Rebecca Cardigan, BSc, PhD; Sheila Maclennan , MBBS, FRCP, FrCPath


Transfusion Alter Transfusion Med. 2008;10(3):92-101. 

In This Article


There are no absolute recognized clinical indications for the transfusion of whole blood, and therefore blood is separated into its components (red cells, platelets and plasma) prior to transfusion. Blood components can be either produced from whole-blood donations or collected directly from the donor by apheresis technology. In many countries, blood components are depleted of leukocytes prior to storage. There are several potential benefits of leukocyte depletion including reduced immune complications and transfusion transmission of some cell-associated viruses [e.g. cytomegalovirus (CMV)]; however, in the UK a perceived benefit in terms of reducing the risk of transmission of variant Creutzfeldt-Jakob disease (vCJD) was a key factor in recommending its implementation.
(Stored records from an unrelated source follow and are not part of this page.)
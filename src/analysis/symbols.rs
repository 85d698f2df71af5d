//! Symbol, PLT and GOT maps derived from the structure catalog.
//!
//! PLT addresses are an approximation: the stub for the i-th relocation of
//! the PLT's relocation section is assumed to live at
//! `.plt + i * .plt.sh_addralign`. That holds only for lazy-binding layouts
//! whose stubs follow relocation order with a uniform stride equal to the
//! section alignment. No stub disassembly is attempted.

use std::collections::BTreeMap;

use tracing::debug;

use crate::core::RelocationTable;
use crate::formats::elf::StructureCatalog;

/// Name → address map.
pub type AddressMap = BTreeMap<String, u64>;

/// Relocation section names tried when no section's `sh_info` points at `.plt`.
const PLT_RELOCATION_NAMES: [&str; 2] = [".rela.plt", ".rel.plt"];

/// The three derived maps, before any rebase.
#[derive(Debug, Clone, Default, PartialEq, Eq)]
pub struct ResolvedSymbols {
    pub symbols: AddressMap,
    pub plt: AddressMap,
    pub got: AddressMap,
}

/// Builds symbol, PLT and GOT maps from relocation and symbol-table sections.
pub struct SymbolResolver<'a> {
    catalog: &'a StructureCatalog,
}

impl<'a> SymbolResolver<'a> {
    pub fn new(catalog: &'a StructureCatalog) -> Self {
        Self { catalog }
    }

    pub fn resolve(&self) -> ResolvedSymbols {
        let (plt, got) = self.plt_and_got();
        let symbols = self.symbols(&plt);
        debug!(
            symbols = symbols.len(),
            plt = plt.len(),
            got = got.len(),
            "Resolved symbol maps"
        );
        ResolvedSymbols { symbols, plt, got }
    }

    /// PLT and GOT maps, both empty when the image has no `.plt` or no
    /// relocation section for it (static binaries, relocatable objects).
    pub fn plt_and_got(&self) -> (AddressMap, AddressMap) {
        let mut plt = AddressMap::new();
        let mut got = AddressMap::new();

        let Some(plt_section) = self.catalog.section_by_name(".plt") else {
            debug!("No .plt section; PLT and GOT maps are empty");
            return (plt, got);
        };
        let Some(relocations) = self.plt_relocations(plt_section.index) else {
            debug!("No relocation section for .plt; PLT and GOT maps are empty");
            return (plt, got);
        };
        let Some(symtab) = self.catalog.symbol_table(relocations.symbol_table) else {
            debug!(
                link = relocations.symbol_table,
                "PLT relocations link to a missing symbol table"
            );
            return (plt, got);
        };

        for (i, entry) in relocations.entries.iter().enumerate() {
            let Some(symbol) = entry.symbol.and_then(|idx| symtab.get(idx)) else {
                continue;
            };
            if symbol.name.is_empty() {
                continue;
            }
            let stub = plt_section
                .addr
                .wrapping_add((i as u64).wrapping_mul(plt_section.addralign));
            got.insert(symbol.name.clone(), entry.offset);
            plt.insert(symbol.name.clone(), stub);
        }
        (plt, got)
    }

    fn plt_relocations(&self, plt_index: usize) -> Option<&'a RelocationTable> {
        if let Some(table) = self.catalog.relocations_for(plt_index) {
            return Some(table);
        }
        // Newer linkers point .rela.plt's sh_info at .got.plt instead of .plt.
        self.catalog.relocations.iter().find(|table| {
            self.catalog
                .section(table.section)
                .is_some_and(|s| PLT_RELOCATION_NAMES.contains(&s.name.as_str()))
        })
    }

    /// The PLT map overlaid with every addressed symbol-table entry.
    ///
    /// Tables are applied in section order, entries in table order, so later
    /// definitions replace earlier ones and real symbols replace PLT seeds.
    pub fn symbols(&self, plt: &AddressMap) -> AddressMap {
        let mut symbols = plt.clone();
        for table in &self.catalog.symbol_tables {
            for symbol in table.symbols.iter().filter(|s| s.has_address()) {
                symbols.insert(symbol.name.clone(), symbol.value);
            }
        }
        symbols
    }
}
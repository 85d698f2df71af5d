//! ELF structure catalog.
//!
//! Decoding of headers, program headers, section headers, symbol tables and
//! relocation tables is delegated to the `object` crate (see [`decode`]).
//! The results are copied into a [`StructureCatalog`] of owned records, which
//! is populated once at load time and read by everything else.

pub mod decode;

use serde::{Deserialize, Serialize};

use crate::core::{
    ElfClass, Endianness, ImageType, RelocationTable, Section, Segment, SymbolTable,
};

pub use decode::decode;

/// File header fields the model cares about.
#[derive(Debug, Clone, Copy, PartialEq, Eq, Serialize, Deserialize)]
pub struct ElfHeader {
    pub class: ElfClass,
    pub endianness: Endianness,
    pub image_type: ImageType,
    /// `e_machine`
    pub machine: u16,
    /// `e_entry` as linked
    pub entry: u64,
}

/// Decoded structures of one ELF image, in file order.
#[derive(Debug, Clone, PartialEq, Eq, Serialize, Deserialize)]
pub struct StructureCatalog {
    pub header: ElfHeader,
    /// Program headers in table order
    pub segments: Vec<Segment>,
    /// Section headers in table order, including the null section at index 0
    pub sections: Vec<Section>,
    /// Every SHT_SYMTAB and SHT_DYNSYM section, in section order
    pub symbol_tables: Vec<SymbolTable>,
    /// Every SHT_REL and SHT_RELA section, in section order
    pub relocations: Vec<RelocationTable>,
}

impl StructureCatalog {
    /// First section with the given name.
    pub fn section_by_name(&self, name: &str) -> Option<&Section> {
        self.sections.iter().find(|s| s.name == name)
    }

    pub fn section(&self, index: usize) -> Option<&Section> {
        self.sections.get(index)
    }

    /// Symbol table stored in the section at `section_index`.
    pub fn symbol_table(&self, section_index: usize) -> Option<&SymbolTable> {
        self.symbol_tables
            .iter()
            .find(|t| t.section == section_index)
    }

    /// First relocation section whose `sh_info` names `target`.
    pub fn relocations_for(&self, target: usize) -> Option<&RelocationTable> {
        self.relocations.iter().find(|r| r.target == target)
    }

    /// Lowest non-zero segment virtual address, with the index of the segment
    /// holding it. `None` when every segment sits at address zero.
    pub fn lowest_mapped_segment(&self) -> Option<(usize, u64)> {
        self.segments
            .iter()
            .enumerate()
            .filter(|(_, s)| s.vaddr != 0)
            .min_by_key(|(_, s)| s.vaddr)
            .map(|(i, s)| (i, s.vaddr))
    }
}
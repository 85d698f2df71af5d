//! Custom error types for the I/O module.

use thiserror::Error;

#[derive(Error, Debug)]
pub enum IoError {
    #[error("File size of {found} bytes exceeds the maximum allowed size of {limit} bytes.")]
    FileTooLarge { limit: u64, found: u64 },

    #[error("Cannot map an empty file.")]
    EmptyFile,

    #[error("An underlying I/O error occurred: {0}")]
    StdIo(#[from] std::io::Error),
}

pub type Result<T> = std::result::Result<T, IoError>;
//! `ElfImage`: one ELF file loaded as a patchable, rebasable address space.
//!
//! The image owns a private copy-on-write buffer of the file, the structure
//! catalog decoded from it at load time and the [`AddressSpace`] derived from
//! the catalog. Writes change the buffer only; the catalog is not re-decoded,
//! so patching header bytes does not move segments or symbols.

use std::path::{Path, PathBuf};

use tracing::{debug, info, warn};

use crate::analysis::memory::{read_at, write_at};
use crate::analysis::{AddressMap, AddressSpace, MemoryView, Search};
use crate::config::LoadConfig;
use crate::core::{ElfClass, Endianness, ImageType, Section, Segment};
use crate::error::{ElfError, Result};
use crate::formats::elf::{self, StructureCatalog};
use crate::io::ImageBuffer;
use crate::libs::{Libraries, LddResolver, LibraryResolver};

pub struct ElfImage {
    path: Option<PathBuf>,
    buffer: ImageBuffer,
    catalog: StructureCatalog,
    space: AddressSpace,
    libraries: Libraries,
}

impl ElfImage {
    /// Load `path` with the default configuration.
    pub fn open<P: AsRef<Path>>(path: P) -> Result<Self> {
        Self::open_with_config(path, &LoadConfig::default())
    }

    /// Load `path`, resolving shared libraries too when
    /// `config.libraries.resolve_on_load` is set.
    pub fn open_with_config<P: AsRef<Path>>(path: P, config: &LoadConfig) -> Result<Self> {
        config.validate()?;
        let path = std::fs::canonicalize(path.as_ref())?;
        let buffer = ImageBuffer::open(&path, &config.io)?;
        let mut image = Self::from_buffer(Some(path), buffer)?;

        if config.libraries.resolve_on_load {
            image.resolve_libraries(&LddResolver::from_config(&config.libraries))?;
        }
        Ok(image)
    }

    /// Model an image that is already in memory. It has no path, so library
    /// resolution is unavailable.
    pub fn from_bytes(data: Vec<u8>) -> Result<Self> {
        Self::from_buffer(None, ImageBuffer::from_bytes(data))
    }

    fn from_buffer(path: Option<PathBuf>, buffer: ImageBuffer) -> Result<Self> {
        let catalog = elf::decode(&buffer)?;
        let space = AddressSpace::from_catalog(&catalog);
        info!(
            path = ?path,
            class = %catalog.header.class,
            image_type = %catalog.header.image_type,
            base = space.base_address(),
            load_segments = catalog.segments.iter().filter(|s| s.is_load()).count(),
            symbols = space.symbols().len(),
            plt = space.plt().len(),
            "Loaded ELF image"
        );
        Ok(Self {
            path,
            buffer,
            catalog,
            space,
            libraries: Libraries::new(),
        })
    }

    /// Absolute, canonical path of the file, `None` for in-memory images.
    pub fn path(&self) -> Option<&Path> {
        self.path.as_deref()
    }

    pub fn elf_class(&self) -> ElfClass {
        self.catalog.header.class
    }

    pub fn image_type(&self) -> ImageType {
        self.catalog.header.image_type
    }

    pub fn machine(&self) -> u16 {
        self.catalog.header.machine
    }

    /// Structures as decoded at load time, before any rebase.
    pub fn catalog(&self) -> &StructureCatalog {
        &self.catalog
    }

    pub fn segments(&self) -> &[Segment] {
        self.space.segments()
    }

    pub fn sections(&self) -> &[Section] {
        self.space.sections()
    }

    pub fn executable_segments(&self) -> impl Iterator<Item = &Segment> {
        self.segments().iter().filter(|s| s.is_executable())
    }

    pub fn writable_segments(&self) -> impl Iterator<Item = &Segment> {
        self.segments().iter().filter(|s| s.is_writable())
    }

    /// Current buffer bytes of the named section.
    ///
    /// `None` when no section has that name. `SHT_NOBITS` sections and
    /// sections lying outside the file yield an empty slice.
    pub fn section_data(&self, name: &str) -> Option<&[u8]> {
        let section = self.catalog.section_by_name(name)?;
        let Some((offset, size)) = section.file_range() else {
            return Some(&[]);
        };
        let len = self.buffer.len() as u64;
        let start = offset.min(len) as usize;
        let end = offset.saturating_add(size).min(len) as usize;
        Some(&self.buffer[start..end])
    }

    pub fn symbols(&self) -> &AddressMap {
        self.space.symbols()
    }

    pub fn plt(&self) -> &AddressMap {
        self.space.plt()
    }

    pub fn got(&self) -> &AddressMap {
        self.space.got()
    }

    /// Libraries found by the last successful [`resolve_libraries`](Self::resolve_libraries).
    pub fn libraries(&self) -> &Libraries {
        &self.libraries
    }

    /// Ask `resolver` which libraries this image loads and store the answer.
    pub fn resolve_libraries(&mut self, resolver: &dyn LibraryResolver) -> Result<&Libraries> {
        let path = self.path.as_deref().ok_or_else(|| {
            ElfError::Subprocess("in-memory image has no file to trace".to_string())
        })?;
        let libraries = resolver.resolve(path).inspect_err(|e| {
            warn!(path = %path.display(), error = %e, "Library resolution failed");
        })?;
        debug!(libraries = libraries.len(), "Stored library bases");
        self.libraries = libraries;
        Ok(&self.libraries)
    }

    pub fn offset_to_address(&self, offset: u64) -> Option<u64> {
        self.space.translator().offset_to_address(offset)
    }

    pub fn address_to_offset(&self, address: u64) -> Option<u64> {
        self.space.translator().address_to_offset(address)
    }

    /// Addresses of every occurrence of `pattern` in segment contents.
    ///
    /// Writable segments only unless `include_non_writable` is set.
    pub fn search<'p>(&self, pattern: &'p [u8], include_non_writable: bool) -> Search<'_, 'p> {
        self.space
            .translator()
            .search(&self.buffer, pattern, include_non_writable)
    }

    pub fn base_address(&self) -> u64 {
        self.space.base_address()
    }

    /// Rebase the whole image so its base sits at `new_base`.
    ///
    /// Segment and section addresses, symbols, PLT and GOT all move by the
    /// same delta. Library bases are not touched.
    ///
    /// Addresses are 64-bit and wrap for both classes, so an ELF32 image can
    /// end up past the 32-bit range. That is logged, not rejected.
    pub fn set_base_address(&mut self, new_base: u64) {
        self.space.set_base_address(new_base);
        if !self.addresses_fit_class() {
            warn!(
                base = new_base,
                end = self.space.end_address(),
                class = %self.elf_class(),
                "Rebased image extends past its class's address range"
            );
        }
    }

    /// Whether every loadable segment ends within the class's address width.
    pub fn addresses_fit_class(&self) -> bool {
        match self.elf_class() {
            ElfClass::Elf32 => self.space.end_address() <= 1 << 32,
            ElfClass::Elf64 => true,
        }
    }

    /// Read up to `len` bytes at `address`.
    pub fn read(&self, address: u64, len: usize) -> Result<Vec<u8>> {
        read_at(&self.space.translator(), &self.buffer, address, len)
    }

    /// Overwrite bytes at `address` in the private buffer.
    ///
    /// The write is not confined to the segment containing `address`.
    pub fn write(&mut self, address: u64, data: &[u8]) -> Result<()> {
        write_at(&self.space.translator(), &mut self.buffer, address, data)
    }

    /// Write the current, possibly patched, bytes to `path`.
    pub fn save<P: AsRef<Path>>(&self, path: P) -> Result<()> {
        self.buffer.persist_to(path)?;
        Ok(())
    }
}

impl MemoryView for ElfImage {
    fn read_bytes(&self, address: u64, len: usize) -> Result<Vec<u8>> {
        self.read(address, len)
    }

    fn write_bytes(&mut self, address: u64, data: &[u8]) -> Result<()> {
        self.write(address, data)
    }

    fn endianness(&self) -> Endianness {
        self.catalog.header.endianness
    }
}

impl std::fmt::Debug for ElfImage {
    fn fmt(&self, f: &mut std::fmt::Formatter<'_>) -> std::fmt::Result {
        f.debug_struct("ElfImage")
            .field("path", &self.path)
            .field("class", &self.catalog.header.class)
            .field("image_type", &self.catalog.header.image_type)
            .field("base", &format_args!("{:#x}", self.space.base_address()))
            .field("size", &self.buffer.size())
            .finish()
    }
}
In the developed world, the risk of blood components transmitting infection is low because of stringent donor selection and testing criteria. These risks can be reduced further by the use of pathogen inactivation systems. Systems are now licensed and in use in some European countries for pathogen inactivation of plasma and platelet components; systems for red cells are not yet available. Recently, filters designed to remove prion protein from red cells have been developed with the aim of reducing the risk of transmission of vCJD by blood, and these are under assessment in the UK. As yet, there are no filters available to remove prion protein from plasma, platelets or whole blood.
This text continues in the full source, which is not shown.